**EXERCISE:** Only the lines below starting at the one that contains "use std::fmt;" and ending at the one that contains "let algorithm = HashAlgorithm::from_str(algorithm)?;" are to be reproduced, exactly and with both ends kept.

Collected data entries
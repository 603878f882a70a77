//! Content-addressed hashing
//!
//! A content identifier is the hex encoding of a multihash: the varint
//! algorithm code, the digest length, then the digest itself. For sha2-256 every
//! identifier therefore starts with `1220`.
//!
//! ```
//! use archway::hash::{calc_hash, HashAlgorithm};
//!
//! let id = calc_hash(b"", HashAlgorithm::Sha2_256);
//! assert!(id.starts_with("1220e3b0c442"));
//! ```

use multihash_codetable::{Code, MultihashDigest};
use std::fmt;
use std::str::FromStr;

/// Error type for hashing operations
#[derive(Debug, Clone, PartialEq, Eq, thiserror::Error)]
pub enum HashError {
    #[error("unsupported hash algorithm: {0}")]
    UnsupportedAlgorithm(String),
}

/// Digest algorithms accepted by name
#[derive(Debug, Clone, Copy, PartialEq, Eq, Default)]
pub enum HashAlgorithm {
    #[default]
    Sha2_256,
    Sha2_512,
}

impl HashAlgorithm {
    /// Multihash table name of the algorithm
    pub fn name(&self) -> &'static str {
        match self {
            Self::Sha2_256 => "sha2-256",
            Self::Sha2_512 => "sha2-512",
        }
    }

    /// Algorithm that produced a content identifier, read from its multihash
    /// prefix
    pub fn of_id(id: &str) -> Option<Self> {
        [Self::Sha2_256, Self::Sha2_512]
            .into_iter()
            .find(|alg| id.starts_with(alg.id_prefix()))
    }

    /// Hex of the code and digest length bytes
    fn id_prefix(&self) -> &'static str {
        match self {
            Self::Sha2_256 => "1220",
            Self::Sha2_512 => "1340",
        }
    }

    fn code(&self) -> Code {
        match self {
            Self::Sha2_256 => Code::Sha2_256,
            Self::Sha2_512 => Code::Sha2_512,
        }
    }
}

impl FromStr for HashAlgorithm {
    type Err = HashError;

    fn from_str(s: &str) -> Result<Self, Self::Err> {
        match s.trim().to_ascii_lowercase().as_str() {
            "sha2-256" => Ok(Self::Sha2_256),
            "sha2-512" => Ok(Self::Sha2_512),
            other => Err(HashError::UnsupportedAlgorithm(other.to_string())),
        }
    }
}

impl fmt::Display for HashAlgorithm {
    fn fmt(&self, f: &mut fmt::Formatter<'_>) -> fmt::Result {
        f.write_str(self.name())
    }
}

/// Hash a byte sequence into a self-describing content identifier
pub fn calc_hash(data: &[u8], algorithm: HashAlgorithm) -> String {
    let multihash = algorithm.code().digest(data);
    hex::encode(multihash.to_bytes())
}

/// Hash with an algorithm given by its multihash table name (e.g. "sha2-256")
pub fn calc_hash_named(data: &[u8], algorithm: &str) -> Result<String, HashError> {
    let algorithm = HashAlgorithm::from_str(algorithm)?;
    Ok(calc_hash(data, algorithm))
}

**COMPLETED EXERCISE:**
use std::fmt;
use std::str::FromStr;

/// Error type for hashing operations
#[derive(Debug, Clone, PartialEq, Eq, thiserror::Error)]
pub enum HashError {
    #[error("unsupported hash algorithm: {0}")]
    UnsupportedAlgorithm(String),
}

/// Digest algorithms accepted by name
#[derive(Debug, Clone, Copy, PartialEq, Eq, Default)]
pub enum HashAlgorithm {
    #[default]
    Sha2_256,
    Sha2_512,
}

impl HashAlgorithm {
    /// Multihash table name of the algorithm
    pub fn name(&self) -> &'static str {
        match self {
            Self::Sha2_256 => "sha2-256",
            Self::Sha2_512 => "sha2-512",
        }
    }

    /// Algorithm that produced a content identifier, read from its multihash
    /// prefix
    pub fn of_id(id: &str) -> Option<Self> {
        [Self::Sha2_256, Self::Sha2_512]
            .into_iter()
            .find(|alg| id.starts_with(alg.id_prefix()))
    }

    /// Hex of the code and digest length bytes
    fn id_prefix(&self) -> &'static str {
        match self {
            Self::Sha2_256 => "1220",
            Self::Sha2_512 => "1340",
        }
    }

    fn code(&self) -> Code {
        match self {
            Self::Sha2_256 => Code::Sha2_256,
            Self::Sha2_512 => Code::Sha2_512,
        }
    }
}

impl FromStr for HashAlgorithm {
    type Err = HashError;

    fn from_str(s: &str) -> Result<Self, Self::Err> {
        match s.trim().to_ascii_lowercase().as_str() {
            "sha2-256" => Ok(Self::Sha2_256),
            "sha2-512" => Ok(Self::Sha2_512),
            other => Err(HashError::UnsupportedAlgorithm(other.to_string())),
        }
    }
}

impl fmt::Display for HashAlgorithm {
    fn fmt(&self, f: &mut fmt::Formatter<'_>) -> fmt::Result {
        f.write_str(self.name())
    }
}

/// Hash a byte sequence into a self-describing content identifier
pub fn calc_hash(data: &[u8], algorithm: HashAlgorithm) -> String {
    let multihash = algorithm.code().digest(data);
    hex::encode(multihash.to_bytes())
}

/// Hash with an algorithm given by its multihash table name (e.g. "sha2-256")
pub fn calc_hash_named(data: &[u8], algorithm: &str) -> Result<String, HashError> {
    let algorithm = HashAlgorithm::from_str(algorithm)?;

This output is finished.